Photo from Sickle Cell Anaemia News

The current ‘cure’ for SCD is allogeneic hematopoietic stem cell transplantation - proving effective in less than 15% of patients and carrying possible risks. The search continues for a more appropriate cure for SCD. In 2016, DeWitt et al used CRISPR-Cas9 gene editing to modify hematopoetic stem cells (HPSCs) from SCD patients. CD34+ HSPCs were treated using CRISPR-Cas9 assisted gene-editing to replace the SCD mutation and results were promising - showing that these treated stem cells showed less sickle haemoglobin protein in mice.

Such a discovery is a hopeful step forward in sickle-cell research as the findings are equipping the possibility of treating the cause of the disease rather than current therapy which focuses on managing the symptoms. As SCD is a single-base change disease, it would be assumed that CRISPR-Cas9’s gene-editing ability would be quickly adopted as a treatment for SCD. This was not the case when DeWitt et al (2016) found that even with modifications to the CRISPR-Cas9 editing technique, Cas9 was effective in correcting 25% alleles in human cells with 5% of these alleles producing normal haemoglobin in mice.

Moving forward scientists are now looking at targeting fetal-haemoglobin in patients as it is prone to sickling. By suppressing the production of fetal haemoglobin through CRISPR-Cas9 gene editing there may be the potential to reduce the production of sickle-shaped haemoglobin.

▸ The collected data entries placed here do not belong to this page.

//! Test Helper Utilities
//!
//! Shared utilities for testing modsrecon-audit:
//! - an in-process stand-in for the live platform
//! - fixture directories of legacy MODS files

#![allow(dead_code)]

use std::collections::HashMap;
use std::net::SocketAddr;
use std::path::Path;
use std::sync::atomic::{AtomicUsize, Ordering};
use std::sync::Arc;

use axum::extract::{Path as UrlPath, Query, State};
use axum::http::{header, StatusCode};
use axum::response::{IntoResponse, Response};
use axum::routing::get;
use axum::{Json, Router};
use serde::Deserialize;
use serde_json::json;
use tempfile::TempDir;

use modsrecon_common::IdentifierRegistry;

/// Objects the fake platform serves
#[derive(Default)]
pub struct PlatformData {
    /// pid → MODS body for `?_format=mods`
    pub documents: HashMap<String, String>,
    /// pid → node id for `?_format=json`
    pub nids: HashMap<String, u64>,
}

struct PlatformState {
    data: PlatformData,
    mods_requests: AtomicUsize,
    json_requests: AtomicUsize,
}

#[derive(Deserialize)]
struct FormatQuery {
    #[serde(rename = "_format")]
    format: Option<String>,
}

/// Running fake platform
pub struct LivePlatform {
    pub base_url: String,
    state: Arc<PlatformState>,
    server: tokio::task::JoinHandle<()>,
}

impl LivePlatform {
    pub async fn spawn(data: PlatformData) -> Self {
        let state = Arc::new(PlatformState {
            data,
            mods_requests: AtomicUsize::new(0),
            json_requests: AtomicUsize::new(0),
        });

        let app = Router::new()
            .route("/islandora/object/:pid", get(object))
            .with_state(Arc::clone(&state));

        let listener = tokio::net::TcpListener::bind("127.0.0.1:0").await.unwrap();
        let addr: SocketAddr = listener.local_addr().unwrap();
        let server = tokio::spawn(async move {
            axum::serve(listener, app).await.unwrap();
        });

        Self {
            base_url: format!("http://{}/islandora/object", addr),
            state,
            server,
        }
    }

    pub fn mods_requests(&self) -> usize {
        self.state.mods_requests.load(Ordering::SeqCst)
    }

    pub fn json_requests(&self) -> usize {
        self.state.json_requests.load(Ordering::SeqCst)
    }
}

impl Drop for LivePlatform {
    fn drop(&mut self) {
        self.server.abort();
    }
}

async fn object(
    State(state): State<Arc<PlatformState>>,
    UrlPath(pid): UrlPath<String>,
    Query(query): Query<FormatQuery>,
) -> Response {
    match query.format.as_deref() {
        Some("mods") => {
            state.mods_requests.fetch_add(1, Ordering::SeqCst);
            match state.data.documents.get(&pid) {
                Some(doc) => ([(header::CONTENT_TYPE, "application/xml")], doc.clone()).into_response(),
                None => StatusCode::NOT_FOUND.into_response(),
            }
        }
        Some("json") => {
            state.json_requests.fetch_add(1, Ordering::SeqCst);
            match state.data.nids.get(&pid) {
                Some(nid) => Json(json!({ "nid": [{ "value": nid }] })).into_response(),
                None => StatusCode::NOT_FOUND.into_response(),
            }
        }
        _ => StatusCode::BAD_REQUEST.into_response(),
    }
}

/// Wrap MODS body elements in a namespaced root
pub fn mods(body: &str) -> String {
    format!(
        r#"<?xml version="1.0" encoding="UTF-8"?>
<mods xmlns="http://www.loc.gov/mods/v3" xmlns:xlink="http://www.w3.org/1999/xlink">{}</mods>"#,
        body
    )
}

/// Write `{pid}.xml` files plus the `.keep` placeholder into a fresh dir
pub fn legacy_dir(files: &[(&str, String)]) -> TempDir {
    let dir = TempDir::new().unwrap();
    for (pid, body) in files {
        std::fs::write(dir.path().join(format!("{}.xml", pid)), body).unwrap();
    }
    std::fs::write(dir.path().join(".keep"), "").unwrap();
    dir
}

/// Registry mapping each pid to the given node id
pub fn registry(entries: &[(&str, &str)]) -> IdentifierRegistry {
    let mut registry = IdentifierRegistry::default();
    for (pid, nid) in entries {
        registry.insert(*pid, *nid);
    }
    registry
}

/// Report rows (header excluded) as column → value maps
pub fn read_report(path: &Path) -> Vec<HashMap<String, String>> {
    let mut reader = csv::Reader::from_path(path).unwrap();
    let header = reader.headers().unwrap().clone();
    reader
        .records()
        .map(|record| {
            let record = record.unwrap();
            header
                .iter()
                .zip(record.iter())
                .map(|(h, v)| (h.to_string(), v.to_string()))
                .collect()
        })
        .collect()
}
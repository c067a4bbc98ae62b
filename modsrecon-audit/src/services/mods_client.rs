//! Live platform MODS client
//!
//! Fetches the current-side MODS document for an object:
//! `GET {base_url}/{pid}?_format={format}`. A non-success status is not an
//! error, it is reported as [`LiveDocument::Unavailable`] so the pipeline can
//! skip the object. There is no retry and no rate limiting.

use std::time::Duration;

use async_trait::async_trait;
use thiserror::Error;

const USER_AGENT: &str = concat!("modsrecon/", env!("CARGO_PKG_VERSION"));

/// Live fetch errors
#[derive(Debug, Error)]
pub enum FetchError {
    #[error("Client build error: {0}")]
    ClientBuild(String),

    #[error("Network error: {0}")]
    NetworkError(String),

    #[error("Body read error: {0}")]
    BodyError(String),
}

/// Result of fetching one live document
#[derive(Debug, Clone, PartialEq, Eq)]
pub enum LiveDocument {
    /// Success status; raw body
    Found(Vec<u8>),
    /// Any non-success status
    Unavailable(u16),
}

/// Source of current-side documents
#[async_trait]
pub trait LiveSource: Send + Sync {
    async fn fetch(&self, pid: &str) -> Result<LiveDocument, FetchError>;
}

/// Build the shared HTTP client
///
/// `timeout` of `None` leaves requests unbounded.
pub fn build_http_client(timeout: Option<Duration>) -> Result<reqwest::Client, FetchError> {
    let mut builder = reqwest::Client::builder().user_agent(USER_AGENT);
    if let Some(timeout) = timeout {
        builder = builder.timeout(timeout);
    }
    builder
        .build()
        .map_err(|e| FetchError::ClientBuild(e.to_string()))
}

/// HTTP client for the live platform
#[derive(Clone)]
pub struct ModsClient {
    http_client: reqwest::Client,
    base_url: String,
    format: String,
}

impl ModsClient {
    pub fn new(
        base_url: impl Into<String>,
        format: impl Into<String>,
        timeout: Option<Duration>,
    ) -> Result<Self, FetchError> {
        Ok(Self::with_client(build_http_client(timeout)?, base_url, format))
    }

    /// Reuse an existing client (shared connection pool)
    pub fn with_client(
        http_client: reqwest::Client,
        base_url: impl Into<String>,
        format: impl Into<String>,
    ) -> Self {
        let base_url: String = base_url.into();
        Self {
            http_client,
            base_url: base_url.trim_end_matches('/').to_string(),
            format: format.into(),
        }
    }

    /// Object URL for `pid`
    pub fn url_for(&self, pid: &str) -> String {
        format!("{}/{}?_format={}", self.base_url, pid, self.format)
    }
}

#[async_trait]
impl LiveSource for ModsClient {
    async fn fetch(&self, pid: &str) -> Result<LiveDocument, FetchError> {
        let url = self.url_for(pid);
        tracing::debug!(pid = %pid, url = %url, "Fetching live document");

        let response = self
            .http_client
            .get(&url)
            .send()
            .await
            .map_err(|e| FetchError::NetworkError(e.to_string()))?;

        let status = response.status();
        if !status.is_success() {
            return Ok(LiveDocument::Unavailable(status.as_u16()));
        }

        let body = response
            .bytes()
            .await
            .map_err(|e| FetchError::BodyError(e.to_string()))?;

        Ok(LiveDocument::Found(body.to_vec()))
    }
}
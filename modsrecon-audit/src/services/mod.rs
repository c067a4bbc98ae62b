//! I/O services used by the audit pipeline
//!
//! - Directory scanning for legacy MODS files
//! - Live document fetch
//! - Node id resolution with a run-scoped cache

pub mod file_scanner;
pub mod identifier_cache;
pub mod mods_client;

pub use file_scanner::{FileScanner, ObjectFile, ScanError};
pub use identifier_cache::{
    HttpIdentifierResolver, IdentifierCache, IdentifierResolver, Resolution, ResolveError,
};
pub use mods_client::{build_http_client, FetchError, LiveDocument, LiveSource, ModsClient};
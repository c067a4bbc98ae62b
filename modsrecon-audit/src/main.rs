//! modsrecon-audit - MODS metadata reconciliation
//!
//! `audit` (default): compare every legacy MODS file under the root
//! directory with the live platform's copy and write mismatches to a CSV
//! report.
//!
//! `survey`: print every element and attribute path found under the root
//! directory with a sample value and occurrence count.

use std::io::Write;
use std::path::PathBuf;
use std::sync::Arc;

use anyhow::{Context, Result};
use clap::{Args, Parser, Subcommand};
use tracing::info;
use tracing_subscriber::{layer::SubscriberExt, util::SubscriberInitExt, EnvFilter};

use modsrecon_audit::services::FileScanner;
use modsrecon_audit::{survey, AuditPipeline, ReportWriter};
use modsrecon_common::config::{load_config_layer, AuditConfig, TomlConfig, DEFAULT_PLACEHOLDER};
use modsrecon_common::IdentifierRegistry;

/// Command-line arguments for modsrecon-audit
#[derive(Parser, Debug)]
#[command(name = "modsrecon-audit")]
#[command(about = "Reconcile legacy MODS metadata against the live platform")]
#[command(version)]
#[command(args_conflicts_with_subcommands = true)]
struct Cli {
    #[command(subcommand)]
    command: Option<Command>,

    #[command(flatten)]
    audit: AuditArgs,
}

#[derive(Subcommand, Debug)]
enum Command {
    /// Compare legacy and live MODS and write a mismatch report
    Audit(AuditArgs),
    /// List element and attribute paths found in a MODS directory
    Survey(SurveyArgs),
}

#[derive(Args, Debug, Default)]
struct AuditArgs {
    /// Directory holding one `{pid}.xml` file per object
    #[arg(short, long, env = "DIR")]
    root_dir: Option<PathBuf>,

    /// TOML config file (default: ~/.config/modsrecon/config.toml)
    #[arg(short, long)]
    config: Option<PathBuf>,

    /// Base URL of live objects
    #[arg(long, env = "MODSRECON_BASE_URL")]
    base_url: Option<String>,

    /// `_format` query value for live fetches
    #[arg(long, env = "MODSRECON_FORMAT")]
    format: Option<String>,

    /// `nid,pid` registry CSV
    #[arg(long)]
    registry: Option<PathBuf>,

    /// Report CSV to write
    #[arg(short, long)]
    output: Option<PathBuf>,

    /// Concurrent workers
    #[arg(short, long, env = "MODSRECON_WORKERS")]
    workers: Option<usize>,

    /// File name skipped in the root directory
    #[arg(long)]
    placeholder: Option<String>,

    /// Resolve pids missing from the registry against the live platform
    #[arg(long)]
    resolve_remote: bool,

    /// Comma-separated columns to audit (default: all)
    #[arg(long, value_delimiter = ',')]
    fields: Option<Vec<String>>,

    /// Log level or filter directive (overrides RUST_LOG)
    #[arg(long)]
    log_level: Option<String>,
}

impl AuditArgs {
    fn to_layer(&self) -> TomlConfig {
        TomlConfig {
            root_dir: self.root_dir.clone(),
            base_url: self.base_url.clone(),
            format: self.format.clone(),
            registry_path: self.registry.clone(),
            report_path: self.output.clone(),
            workers: self.workers,
            placeholder: self.placeholder.clone(),
            resolve_remote: self.resolve_remote.then_some(true),
            fields: self.fields.clone(),
            ..Default::default()
        }
    }
}

#[derive(Args, Debug)]
struct SurveyArgs {
    /// Directory of MODS files to survey
    #[arg(short, long, env = "DIR")]
    root_dir: PathBuf,

    /// File name skipped in the root directory
    #[arg(long, default_value = DEFAULT_PLACEHOLDER)]
    placeholder: String,

    /// Log level or filter directive (overrides RUST_LOG)
    #[arg(long)]
    log_level: Option<String>,
}

#[tokio::main]
async fn main() -> Result<()> {
    let cli = Cli::parse();

    match cli.command {
        Some(Command::Survey(args)) => run_survey(args),
        Some(Command::Audit(args)) => run_audit(args).await,
        None => run_audit(cli.audit).await,
    }
}

async fn run_audit(args: AuditArgs) -> Result<()> {
    let file_layer = load_config_layer(args.config.as_deref())?;
    let config = AuditConfig::resolve(args.to_layer(), file_layer)?;
    init_tracing(args.log_level.as_deref(), &config.log_level)?;

    info!("Starting modsrecon-audit {}", env!("CARGO_PKG_VERSION"));
    info!("Root directory: {}", config.root_dir.display());
    info!("Live platform: {}", config.base_url);

    let registry = IdentifierRegistry::load(&config.registry_path)
        .context("Failed to load identifier registry")?;

    let report = Arc::new(
        ReportWriter::create(&config.report_path, &config.mapping)
            .context("Failed to create report")?,
    );
    let report_path = config.report_path.clone();

    let pipeline = AuditPipeline::from_config(config, registry)?;
    let summary = pipeline.run(report).await.context("Audit failed")?;

    println!(
        "{} objects: {} mismatched, {} matched, {} skipped; report: {}",
        summary.processed,
        summary.mismatched,
        summary.matched,
        summary.skipped(),
        report_path.display()
    );
    Ok(())
}

fn run_survey(args: SurveyArgs) -> Result<()> {
    init_tracing(args.log_level.as_deref(), "info")?;

    let scanner = FileScanner::new(args.placeholder);
    let survey = survey::survey_dir(&args.root_dir, &scanner)
        .with_context(|| format!("Cannot survey {}", args.root_dir.display()))?;

    let stdout = std::io::stdout();
    let mut out = std::io::BufWriter::new(stdout.lock());
    survey.write_tsv(&mut out)?;
    out.flush()?;
    Ok(())
}

/// Install the fmt subscriber
///
/// Priority: `--log-level`, then `RUST_LOG`, then the configured level. A
/// bare level applies to this crate and the common crate only.
fn init_tracing(cli_level: Option<&str>, configured: &str) -> Result<()> {
    let filter = match cli_level {
        Some(level) => EnvFilter::try_new(directive(level))?,
        None => EnvFilter::try_from_default_env()
            .or_else(|_| EnvFilter::try_new(directive(configured)))?,
    };

    tracing_subscriber::registry()
        .with(filter)
        .with(tracing_subscriber::fmt::layer().with_writer(std::io::stderr))
        .init();
    Ok(())
}

fn directive(level: &str) -> String {
    if level.contains('=') || level.contains(',') {
        level.to_string()
    } else {
        format!("modsrecon_audit={0},modsrecon_common={0}", level)
    }
}
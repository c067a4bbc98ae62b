//! Compound value encodings
//!
//! Sub-structures (typed text, related items, part details, hierarchical
//! places) are serialized to compact JSON with empty members omitted, so a
//! compound compares as a single value. Attribute metadata is part of the
//! encoding: a dropped `type` attribute on one side changes the value.

use serde::Serialize;

/// Prefix applied to purely numeric subject values
pub const NUMERIC_SUBJECT_PREFIX: &str = "workbench-number-";

/// Text carrying up to two qualifying attributes (type, point, unit)
#[derive(Debug, Clone, Default, PartialEq, Eq, Serialize)]
pub struct TypedText {
    #[serde(skip_serializing_if = "String::is_empty")]
    pub attr0: String,
    #[serde(skip_serializing_if = "String::is_empty")]
    pub attr1: String,
    pub value: String,
}

impl TypedText {
    pub fn new(value: impl Into<String>) -> Self {
        Self {
            value: value.into(),
            ..Self::default()
        }
    }

    pub fn with_attr0(mut self, attr: impl Into<String>) -> Self {
        self.attr0 = attr.into();
        self
    }

    pub fn with_attr1(mut self, attr: impl Into<String>) -> Self {
        self.attr1 = attr.into();
        self
    }
}

/// Related item reduced to its comparable parts
#[derive(Debug, Clone, Default, PartialEq, Eq, Serialize)]
pub struct RelatedItem {
    #[serde(skip_serializing_if = "String::is_empty")]
    pub identifier: String,
    #[serde(skip_serializing_if = "String::is_empty")]
    pub title: String,
    #[serde(skip_serializing_if = "String::is_empty")]
    pub number: String,
}

/// Part detail (volume, issue, ...)
#[derive(Debug, Clone, Default, PartialEq, Eq, Serialize)]
pub struct PartDetail {
    #[serde(rename = "type", skip_serializing_if = "String::is_empty")]
    pub detail_type: String,
    #[serde(skip_serializing_if = "String::is_empty")]
    pub caption: String,
    #[serde(skip_serializing_if = "String::is_empty")]
    pub number: String,
    #[serde(skip_serializing_if = "String::is_empty")]
    pub title: String,
}

/// Hierarchical geographic place
#[derive(Debug, Clone, Default, PartialEq, Eq, Serialize)]
pub struct HierarchicalGeographic {
    #[serde(skip_serializing_if = "String::is_empty")]
    pub city: String,
    #[serde(skip_serializing_if = "String::is_empty")]
    pub continent: String,
    #[serde(skip_serializing_if = "String::is_empty")]
    pub country: String,
    #[serde(skip_serializing_if = "String::is_empty")]
    pub county: String,
    #[serde(skip_serializing_if = "String::is_empty")]
    pub state: String,
    #[serde(skip_serializing_if = "String::is_empty")]
    pub territory: String,
}

impl HierarchicalGeographic {
    pub fn is_empty(&self) -> bool {
        self.city.is_empty()
            && self.continent.is_empty()
            && self.country.is_empty()
            && self.county.is_empty()
            && self.state.is_empty()
            && self.territory.is_empty()
    }
}

/// Serialize a compound to its compact encoded form
pub fn encode<T: Serialize>(value: &T) -> Result<String, serde_json::Error> {
    serde_json::to_string(value)
}

/// Tag integer-looking subject values so they cannot collide with numeric
/// data held elsewhere in the record
pub fn tag_numeric(value: &str) -> String {
    if value.parse::<i64>().is_ok() {
        format!("{NUMERIC_SUBJECT_PREFIX}{value}")
    } else {
        value.to_string()
    }
}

Park et al (2016) reports that in vivo autologous transplantation yields up to a 35% success in gene repair. These findings are promising, but not a solution. Now proof-of-concept has been achieved, the next step in curing SCD is improving efficiency and optimising delivery to those in need of treatment.

Our last two posts have shown how CRISPR is versatile and widely applicable biological application that can be assumed to have limitless applications. The combined knowledge of the human genome and the power of genetic modification could mean that CRISPR is available as a therapeutic tool as well as a mechanism of prevention in a vast number of diseases.